J’ai toujours considéré le fait de prendre des risques dans le développement d’un jeu comme quelque chose de vital. Vital dans le sens où c’est l’originalité de cette construction qui viendra déterminer presque entièrement le plaisir que l’on aura à y jouer. Par originalité, ou prise de risque, je n’entends pas forcément « invention du concept de la mort qui tue » ; ce que je veux dire c’est qu’un développeur qui croit en son trip et est conscient de ses défauts, même si il est aussi répétitif qu’une bonne vieille partie de Tétris sur le trône, va tout faire pour l’assumer, le légitimer, et le faire passer de la manière la plus fluide possible. C’est le cas par exemple du troisième épisode de la série Persona.
On a Persona et Persona 2 qui sont, pardon aux bobos, loin d’être des monuments du JRPG en dépit de leurs scénarios dantesques. Le troisième épisode est tout aussi répétitif que les deux premiers, le côté dungeon-crawler est à peine caché, mais l’enrobage est beaucoup plus soigné avec l’apparition d’une dimension sociale/upgrade qui fait passer la pilule beaucoup plus facilement. Même si le jeu est tout aussi chiant par moments que ses deux (trois pour exact) prédécesseurs, il n’en reste pas moins une tuerie parce qu’on ne s’y ennuie jamais. Ça s’appelle le talent.

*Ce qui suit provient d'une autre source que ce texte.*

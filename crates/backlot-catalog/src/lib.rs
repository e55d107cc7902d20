//! Compile-time bundled asset briefs for the storybook experience.
//!
//! The production manifest (one cinematic opener plus one interior
//! illustration per chapter) is bundled into the binary via `include_str!`
//! and parsed once at startup. The catalog is the authority on which asset
//! ids exist and what request each id expands to.

use backlot_core::asset::{AssetId, AssetKind, AssetRequest, RenderConfig};
use serde::Deserialize;
use thiserror::Error;
use tracing::debug;

/// The bundled production manifest.
const STORYBOOK_MANIFEST: &str = include_str!("../manifests/storybook.yaml");

/// Errors raised while loading a manifest.
#[derive(Debug, Error)]
pub enum CatalogError {
    /// The manifest failed to parse as YAML.
    #[error("manifest parse error: {0}")]
    Parse(#[from] serde_yaml::Error),

    /// Two briefs share the same id.
    #[error("duplicate brief id: {0}")]
    DuplicateId(String),

    /// A brief is structurally invalid.
    #[error("invalid brief {id}: {reason}")]
    InvalidBrief {
        /// The offending brief's id.
        id: String,
        /// What is wrong with it.
        reason: String,
    },
}

/// One interior illustration brief.
#[derive(Debug, Clone, Deserialize)]
pub struct IllustrationBrief {
    /// Stable asset id (chapter slug).
    pub id: String,
    /// Chapter heading shown alongside the illustration.
    pub chapter: String,
    /// Generation prompt.
    pub prompt: String,
    /// Caption shown under the finished illustration.
    pub caption: String,
}

/// The featured cinematic brief.
#[derive(Debug, Clone, Deserialize)]
pub struct VideoBrief {
    /// Stable asset id.
    pub id: String,
    /// Display title.
    pub title: String,
    /// Generation prompt.
    pub prompt: String,
}

#[derive(Debug, Deserialize)]
struct Manifest {
    video: VideoBrief,
    illustrations: Vec<IllustrationBrief>,
}

/// Render settings applied to every illustration brief.
fn illustration_config() -> RenderConfig {
    RenderConfig::new("1:1", "1K")
}

/// Render settings applied to the cinematic brief.
fn video_config() -> RenderConfig {
    RenderConfig::new("16:9", "1080p")
}

/// The validated asset catalog.
#[derive(Debug, Clone)]
pub struct Catalog {
    video: VideoBrief,
    illustrations: Vec<IllustrationBrief>,
}

impl Catalog {
    /// Loads and validates the bundled production manifest.
    ///
    /// # Errors
    ///
    /// Returns `CatalogError` if the bundled manifest is malformed; that is
    /// a build defect, so callers treat it as fatal at startup.
    pub fn bundled() -> Result<Self, CatalogError> {
        Self::from_yaml(STORYBOOK_MANIFEST)
    }

    /// Parses and validates a manifest from YAML.
    ///
    /// # Errors
    ///
    /// Returns `CatalogError` on malformed YAML, duplicate ids, or briefs
    /// with empty ids or prompts.
    pub fn from_yaml(yaml: &str) -> Result<Self, CatalogError> {
        let manifest: Manifest = serde_yaml::from_str(yaml)?;

        let mut seen: Vec<&str> = Vec::with_capacity(manifest.illustrations.len() + 1);
        validate_brief(&manifest.video.id, &manifest.video.prompt)?;
        seen.push(&manifest.video.id);
        for brief in &manifest.illustrations {
            validate_brief(&brief.id, &brief.prompt)?;
            if seen.contains(&brief.id.as_str()) {
                return Err(CatalogError::DuplicateId(brief.id.clone()));
            }
            seen.push(&brief.id);
            debug!(id = %brief.id, chapter = %brief.chapter, "loaded illustration brief");
        }
        debug!(
            illustrations = manifest.illustrations.len(),
            video = %manifest.video.id,
            "catalog loaded"
        );

        Ok(Self {
            video: manifest.video,
            illustrations: manifest.illustrations,
        })
    }

    /// Returns the cinematic brief.
    #[must_use]
    pub fn video(&self) -> &VideoBrief {
        &self.video
    }

    /// Returns the illustration briefs in manifest order.
    #[must_use]
    pub fn illustrations(&self) -> &[IllustrationBrief] {
        &self.illustrations
    }

    /// Returns whether `id` names a brief in this catalog.
    #[must_use]
    pub fn contains(&self, id: &AssetId) -> bool {
        self.request_for(id).is_some()
    }

    /// Expands a catalog id into its generation request.
    #[must_use]
    pub fn request_for(&self, id: &AssetId) -> Option<AssetRequest> {
        if self.video.id == id.as_str() {
            return Some(AssetRequest {
                id: id.clone(),
                kind: AssetKind::Video,
                prompt: self.video.prompt.clone(),
                config: video_config(),
            });
        }
        self.illustrations
            .iter()
            .find(|brief| brief.id == id.as_str())
            .map(|brief| AssetRequest {
                id: AssetId::new(brief.id.clone()),
                kind: AssetKind::Image,
                prompt: brief.prompt.clone(),
                config: illustration_config(),
            })
    }

    /// Returns every request in display order: the cinematic opener first,
    /// then the illustrations in manifest order.
    #[must_use]
    pub fn requests(&self) -> Vec<AssetRequest> {
        let mut requests = Vec::with_capacity(self.illustrations.len() + 1);
        if let Some(request) = self.request_for(&AssetId::new(self.video.id.clone())) {
            requests.push(request);
        }
        for brief in &self.illustrations {
            if let Some(request) = self.request_for(&AssetId::new(brief.id.clone())) {
                requests.push(request);
            }
        }
        requests
    }

    /// Returns the illustration requests in manifest order. This is the set
    /// a gallery batch runs over; the cinematic opener is triggered on its
    /// own.
    #[must_use]
    pub fn illustration_requests(&self) -> Vec<AssetRequest> {
        self.illustrations
            .iter()
            .filter_map(|brief| self.request_for(&AssetId::new(brief.id.clone())))
            .collect()
    }
}

fn validate_brief(id: &str, prompt: &str) -> Result<(), CatalogError> {
    if id.trim().is_empty() {
        return Err(CatalogError::InvalidBrief {
            id: id.to_owned(),
            reason: "empty id".to_owned(),
        });
    }
    if prompt.trim().is_empty() {
        return Err(CatalogError::InvalidBrief {
            id: id.to_owned(),
            reason: "empty prompt".to_owned(),
        });
    }
    Ok(())
}
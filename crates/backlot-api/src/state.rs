//! Shared application state.

use std::sync::Arc;

use backlot_catalog::Catalog;
use backlot_orchestrator::application::batch::BatchCoordinator;
use backlot_orchestrator::application::job_runner::JobRunner;
use backlot_orchestrator::application::store::SlotStore;

/// Application state shared across all request handlers.
#[derive(Clone)]
pub struct AppState {
    /// Briefs the server is willing to generate.
    pub catalog: Arc<Catalog>,
    /// Slot store backing status reads.
    pub store: SlotStore,
    /// Runner for single-asset generation.
    pub runner: Arc<JobRunner>,
    /// Coordinator for generate-all runs.
    pub coordinator: Arc<BatchCoordinator>,
}

impl AppState {
    /// Create new application state.
    #[must_use]
    pub fn new(
        catalog: Arc<Catalog>,
        store: SlotStore,
        runner: Arc<JobRunner>,
        coordinator: Arc<BatchCoordinator>,
    ) -> Self {
        Self {
            catalog,
            store,
            runner,
            coordinator,
        }
    }
}
//! Test clocks — deterministic `Clock` implementations for tests.

use std::sync::Mutex;

use backlot_core::time::Clock;
use chrono::{DateTime, TimeDelta, Utc};

/// A clock that always returns a fixed point in time.
#[derive(Debug, Clone, Copy)]
pub struct FixedClock(pub DateTime<Utc>);

impl Clock for FixedClock {
    fn now(&self) -> DateTime<Utc> {
        self.0
    }
}

/// A clock that advances by a fixed step on every reading.
///
/// Used to drive wall-clock budgets (e.g. the polling timeout) without
/// waiting: each `now` call observes the previous value plus `step`.
#[derive(Debug)]
pub struct SteppingClock {
    next: Mutex<DateTime<Utc>>,
    step: TimeDelta,
}

impl SteppingClock {
    /// Creates a clock whose first reading is `start`, advancing by `step`
    /// per reading thereafter.
    #[must_use]
    pub fn new(start: DateTime<Utc>, step: TimeDelta) -> Self {
        Self {
            next: Mutex::new(start),
            step,
        }
    }
}

impl Clock for SteppingClock {
    /// # Panics
    ///
    /// Panics if the internal mutex is poisoned.
    fn now(&self) -> DateTime<Utc> {
        let mut next = self.next.lock().unwrap();
        let current = *next;
        *next = current + self.step;
        current
    }
}
//! Batch status endpoint.

use axum::extract::State;
use axum::routing::get;
use axum::{Json, Router};
use serde::Serialize;

use crate::state::AppState;

/// Response body for GET /api/v1/batch.
#[derive(Debug, Serialize)]
pub struct BatchStatusResponse {
    /// Whether a generate-all run is currently in flight.
    pub running: bool,
}

/// GET /
async fn batch_status(State(state): State<AppState>) -> Json<BatchStatusResponse> {
    Json(BatchStatusResponse {
        running: state.coordinator.is_running(),
    })
}

/// Returns the batch status router.
pub fn router() -> Router<AppState> {
    Router::new().route("/", get(batch_status))
}
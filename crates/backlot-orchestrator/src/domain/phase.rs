//! Job lifecycle phases.

use serde::{Deserialize, Serialize};

/// Lifecycle phase of an asset slot.
///
/// Exactly one phase per asset at any time. `Polling` is re-entered on each
/// tick without a phase change; only the narration rotates.
#[derive(Debug, Clone, Copy, PartialEq, Eq, Serialize, Deserialize)]
#[serde(rename_all = "snake_case")]
pub enum JobPhase {
    /// No run attempted since creation or the last reset.
    Idle,
    /// Credential availability is being established.
    AwaitingCredential,
    /// The request has been handed to the backend.
    Submitted,
    /// A long-running operation is being polled.
    Polling,
    /// Terminal: an artifact is stored on the slot.
    Succeeded,
    /// Terminal: a classified error is stored on the slot.
    Failed,
}

impl JobPhase {
    /// Returns whether the phase is terminal.
    #[must_use]
    pub fn is_terminal(self) -> bool {
        matches!(self, Self::Succeeded | Self::Failed)
    }

    /// Returns whether a job for this slot is currently in flight.
    /// Duplicate submissions are rejected while this holds.
    #[must_use]
    pub fn is_active(self) -> bool {
        matches!(self, Self::Submitted | Self::Polling)
    }

    /// Returns whether `next` is a legal successor of `self`.
    #[must_use]
    pub fn can_transition_to(self, next: Self) -> bool {
        match (self, next) {
            // Reset is legal from any phase.
            (_, Self::Idle) => true,
            // A new run may start from idle or from a terminal phase.
            (Self::Idle | Self::Succeeded | Self::Failed, Self::AwaitingCredential) => true,
            (Self::AwaitingCredential, Self::Submitted) => true,
            (Self::Submitted, Self::Polling | Self::Succeeded) => true,
            // Polling re-enters itself on every tick.
            (Self::Polling, Self::Polling | Self::Succeeded) => true,
            // A failure can strike at any point after a run starts.
            (Self::AwaitingCredential | Self::Submitted | Self::Polling, Self::Failed) => true,
            _ => false,
        }
    }
}
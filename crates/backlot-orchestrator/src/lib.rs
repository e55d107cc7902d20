//! Backlot — generation job orchestration bounded context.
//!
//! Responsible for driving long-running media-generation jobs against an
//! external backend: credential gating, per-asset lifecycle state, polling
//! with progress narration, failure classification, and sequential batch
//! coordination.

pub mod application;
pub mod domain;
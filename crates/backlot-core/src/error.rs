//! Backend boundary error types.

use thiserror::Error;

/// Error surfaced by a generation backend or credential host call.
///
/// Cloneable so scripted test backends can replay the same failure.
#[derive(Debug, Clone, Error)]
pub enum BackendError {
    /// The provider rejected or failed the request.
    #[error("backend api error: {message}")]
    Api {
        /// Provider-supplied failure message.
        message: String,
        /// HTTP-equivalent status code, when the provider reported one.
        status: Option<u16>,
    },

    /// Transport-level failure before a provider response was obtained.
    #[error("backend transport error: {0}")]
    Transport(String),
}

impl BackendError {
    /// Creates an api error with no status code.
    #[must_use]
    pub fn api(message: impl Into<String>) -> Self {
        Self::Api {
            message: message.into(),
            status: None,
        }
    }

    /// Creates an api error carrying a provider status code.
    #[must_use]
    pub fn api_with_status(message: impl Into<String>, status: u16) -> Self {
        Self::Api {
            message: message.into(),
            status: Some(status),
        }
    }
}
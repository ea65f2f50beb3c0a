pub mod order;
pub mod payment;
pub mod user;
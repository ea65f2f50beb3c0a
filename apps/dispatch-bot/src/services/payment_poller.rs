use std::sync::Arc;
use std::time::Duration;

use dispatch_db::models::payment::Payment;
use dispatch_db::PaymentStore;
use tokio::sync::mpsc;
use tokio::task::JoinHandle;
use tokio::time::{interval_at, Instant, MissedTickBehavior};
use tokio_util::sync::CancellationToken;
use tracing::{error, info};

pub const QUEUE_CAPACITY: usize = 10;

/// Periodically pushes every pending payment onto a bounded queue.
pub struct PaymentPoller {
    store: Arc<dyn PaymentStore>,
    period: Duration,
    shutdown: CancellationToken,
}

impl PaymentPoller {
    pub fn new(store: Arc<dyn PaymentStore>, period: Duration, shutdown: CancellationToken) -> Self {
        Self {
            store,
            period,
            shutdown,
        }
    }

    /// Starts the producer. The returned queue closes once the poller stops.
    pub fn spawn(self) -> (JoinHandle<()>, mpsc::Receiver<Payment>) {
        let (tx, rx) = mpsc::channel(QUEUE_CAPACITY);
        (tokio::spawn(self.run(tx)), rx)
    }

    async fn run(self, queue: mpsc::Sender<Payment>) {
        info!("Payment poller started (every {:?})", self.period);
        let mut ticker = interval_at(Instant::now() + self.period, self.period);
        ticker.set_missed_tick_behavior(MissedTickBehavior::Delay);

        'poll: loop {
            tokio::select! {
                _ = ticker.tick() => {}
                _ = self.shutdown.cancelled() => break 'poll,
            }

            let payments = match self.store.payments_for_check().await {
                Ok(payments) => payments,
                Err(e) => {
                    error!("Failed to load payments for check: {}", e);
                    continue;
                }
            };

            for payment in payments {
                tokio::select! {
                    sent = queue.send(payment) => {
                        if sent.is_err() {
                            info!("Payment queue consumer is gone");
                            break 'poll;
                        }
                    }
                    _ = self.shutdown.cancelled() => break 'poll,
                }
            }
        }

        info!("Payment poller stopped");
    }
}
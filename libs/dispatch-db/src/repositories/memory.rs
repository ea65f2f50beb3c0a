//! In-process store with the same semantics as the PostgreSQL repositories.
//!
//! Used by the test suites of this workspace.

use std::collections::BTreeMap;
use std::sync::Arc;

use async_trait::async_trait;
use chrono::Utc;
use tokio::sync::Mutex;
use uuid::Uuid;

use super::{OrderStore, PaymentStore, UserStore};
use crate::error::{StoreError, StoreResult};
use crate::models::order::{Order, OrderDraft, OrderField};
use crate::models::payment::{Payment, PaymentStatus};
use crate::models::user::User;

#[derive(Default)]
struct Tables {
    users: Vec<User>,
    orders: BTreeMap<i64, Order>,
    payments: Vec<Payment>,
    next_order_id: i64,
}

#[derive(Clone, Default)]
pub struct MemoryStore {
    tables: Arc<Mutex<Tables>>,
}

impl MemoryStore {
    pub fn new() -> Self {
        Self::default()
    }

    pub async fn orders(&self) -> Vec<Order> {
        self.tables.lock().await.orders.values().cloned().collect()
    }

    pub async fn payments(&self) -> Vec<Payment> {
        self.tables.lock().await.payments.clone()
    }
}

impl Tables {
    fn insert_order(&mut self, order: impl FnOnce(i64) -> Order) -> Order {
        self.next_order_id += 1;
        let order = order(self.next_order_id);
        self.orders.insert(order.id, order.clone());
        order
    }
}

#[async_trait]
impl UserStore for MemoryStore {
    async fn user_get(&self, telegram_id: i64) -> StoreResult<User> {
        let mut tables = self.tables.lock().await;
        if let Some(user) = tables.users.iter().find(|u| u.telegram_id == telegram_id) {
            return Ok(user.clone());
        }
        let user = User {
            id: Uuid::new_v4(),
            telegram_id,
        };
        tables.users.push(user.clone());
        Ok(user)
    }

    async fn user_get_by_id(&self, user_id: Uuid) -> StoreResult<User> {
        let tables = self.tables.lock().await;
        tables
            .users
            .iter()
            .find(|u| u.id == user_id)
            .cloned()
            .ok_or(StoreError::NotFound)
    }
}

#[async_trait]
impl OrderStore for MemoryStore {
    async fn order_create(&self, user_id: Uuid, telegram_id: i64) -> StoreResult<Order> {
        let mut tables = self.tables.lock().await;
        Ok(tables.insert_order(|id| Order {
            id,
            user_id: Some(user_id),
            telegram_id: Some(telegram_id),
            source: None,
            time: None,
            destination: None,
            phone: None,
            created_at: Utc::now(),
        }))
    }

    async fn order_create_from_intake(&self, draft: &OrderDraft) -> StoreResult<Order> {
        let mut tables = self.tables.lock().await;
        Ok(tables.insert_order(|id| Order {
            id,
            user_id: None,
            telegram_id: None,
            source: Some(draft.source.clone()),
            time: Some(draft.time.clone()),
            destination: Some(draft.destination.clone()),
            phone: Some(draft.phone.clone()),
            created_at: Utc::now(),
        }))
    }

    async fn order_get(&self, user_id: Uuid) -> StoreResult<Order> {
        let tables = self.tables.lock().await;
        tables
            .orders
            .values()
            .filter(|o| o.user_id == Some(user_id))
            .max_by_key(|o| (o.created_at, o.id))
            .cloned()
            .ok_or(StoreError::NotFound)
    }

    async fn order_get_by_id(&self, order_id: i64) -> StoreResult<Order> {
        let tables = self.tables.lock().await;
        tables
            .orders
            .get(&order_id)
            .cloned()
            .ok_or(StoreError::NotFound)
    }

    async fn order_set_field(
        &self,
        order_id: i64,
        field: OrderField,
        value: &str,
    ) -> StoreResult<Order> {
        let mut tables = self.tables.lock().await;
        let order = tables
            .orders
            .get_mut(&order_id)
            .ok_or(StoreError::NotFound)?;

        if order.fill_state().next_field() != Some(field) {
            return Err(StoreError::OutOfOrder { order_id, field });
        }
        let slot = match field {
            OrderField::Source => &mut order.source,
            OrderField::Time => &mut order.time,
            OrderField::Destination => &mut order.destination,
            OrderField::Phone => &mut order.phone,
        };
        *slot = Some(value.to_string());
        Ok(order.clone())
    }
}

#[async_trait]
impl PaymentStore for MemoryStore {
    async fn payment_create(&self, payment: &Payment) -> StoreResult<()> {
        let mut tables = self.tables.lock().await;
        if tables.payments.iter().any(|p| p.id == payment.id) {
            return Err(StoreError::Conflict(format!("payment {}", payment.id)));
        }
        tables.payments.push(payment.clone());
        Ok(())
    }

    async fn payment_set_status(&self, payment_id: Uuid, status: PaymentStatus) -> StoreResult<()> {
        let mut tables = self.tables.lock().await;
        let payment = tables
            .payments
            .iter_mut()
            .find(|p| p.id == payment_id)
            .ok_or(StoreError::NotFound)?;
        payment.status = status;
        Ok(())
    }

    async fn payment_get(&self, payment_id: Uuid) -> StoreResult<Payment> {
        let tables = self.tables.lock().await;
        tables
            .payments
            .iter()
            .find(|p| p.id == payment_id)
            .cloned()
            .ok_or(StoreError::NotFound)
    }

    async fn payments_for_check(&self) -> StoreResult<Vec<Payment>> {
        let tables = self.tables.lock().await;
        Ok(tables
            .payments
            .iter()
            .filter(|p| p.status == PaymentStatus::Pending)
            .cloned()
            .collect())
    }
}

Fate/EXTRA ressemble beaucoup à Persona 3, au premier abord. Mais Fate/EXTRA c’est une belle démonstration de ce qu’aurait été Persona 3 s’il avait été fait sans risque, sans passion, sans que les développeurs de chez Atlus ne posent leurs « balls » sur la table et assument leur délire. C’est un peu la chronique de ce qu’il ne faut pas faire dans un jeu vidéo si derrière -ou plutôt devant- on n’a pas ce qu’il faut là où il faut, cas d’école.
Sacré Graal !
Pourtant Fate/EXTRA partait vraiment bien, je suis sincère, je ne dis pas ça pour faire le mec qui ne veut pas tournebouler le jeu pendant toute la longueur du papier. Le jeu est un dérivé de Fate / Stay Night, la visual novel érotique la plus vendue au monde, qui met en scène une sorte de remake de la quête du Saint Graal dans une réalité alternative (oui). L’univers scolaire et le pitch écrit sous LSD m’ont de suite attiré, et si il y a bien une qualité qui pousse à terminer le jeu, c’est celle-là. Dans Fate/EXTRA, on incarne un étudiant (ou une étudiante) un peu paumé(e), celui que personne n’aime et ne connait vraiment. Dans la vie de tous les jours ça donnerait le geek solitaire assis au fond à droite de la classe ou la petite grosse avec des boutons que tout le monde bolosse dès le lundi matin, histoire de renforcer l’identification au personnage. Concept japonais.
Il ne faudra pas bien longtemps pour se rendre compte que quelque chose cloche, une boucle temporelle ce n’est en effet pas tout à fait normal (sobre). Ce fait établi (compter environ 1h30 de dialogues) nous voilà projetés dans une réalité alternative où l’on va – enfin – pouvoir prendre part à la recherche du Graal. Concrètement, c’est une sorte de Hunger Games Battle Royale où les étudiants du lycée s’entretuent pour qu’il ne puisse en rester qu’un. Celui-ci pourra alors poser ses mains sur l’objet tant convoité, et verra n’importe lequel de ses souhaits exaucé. Ce n’est cependant pas l’anarchie, tout est placé sous l’autorité d’une IA : le SE.RA.PH qui veille au grain et au respect des règles et codes de cette petite sauterie.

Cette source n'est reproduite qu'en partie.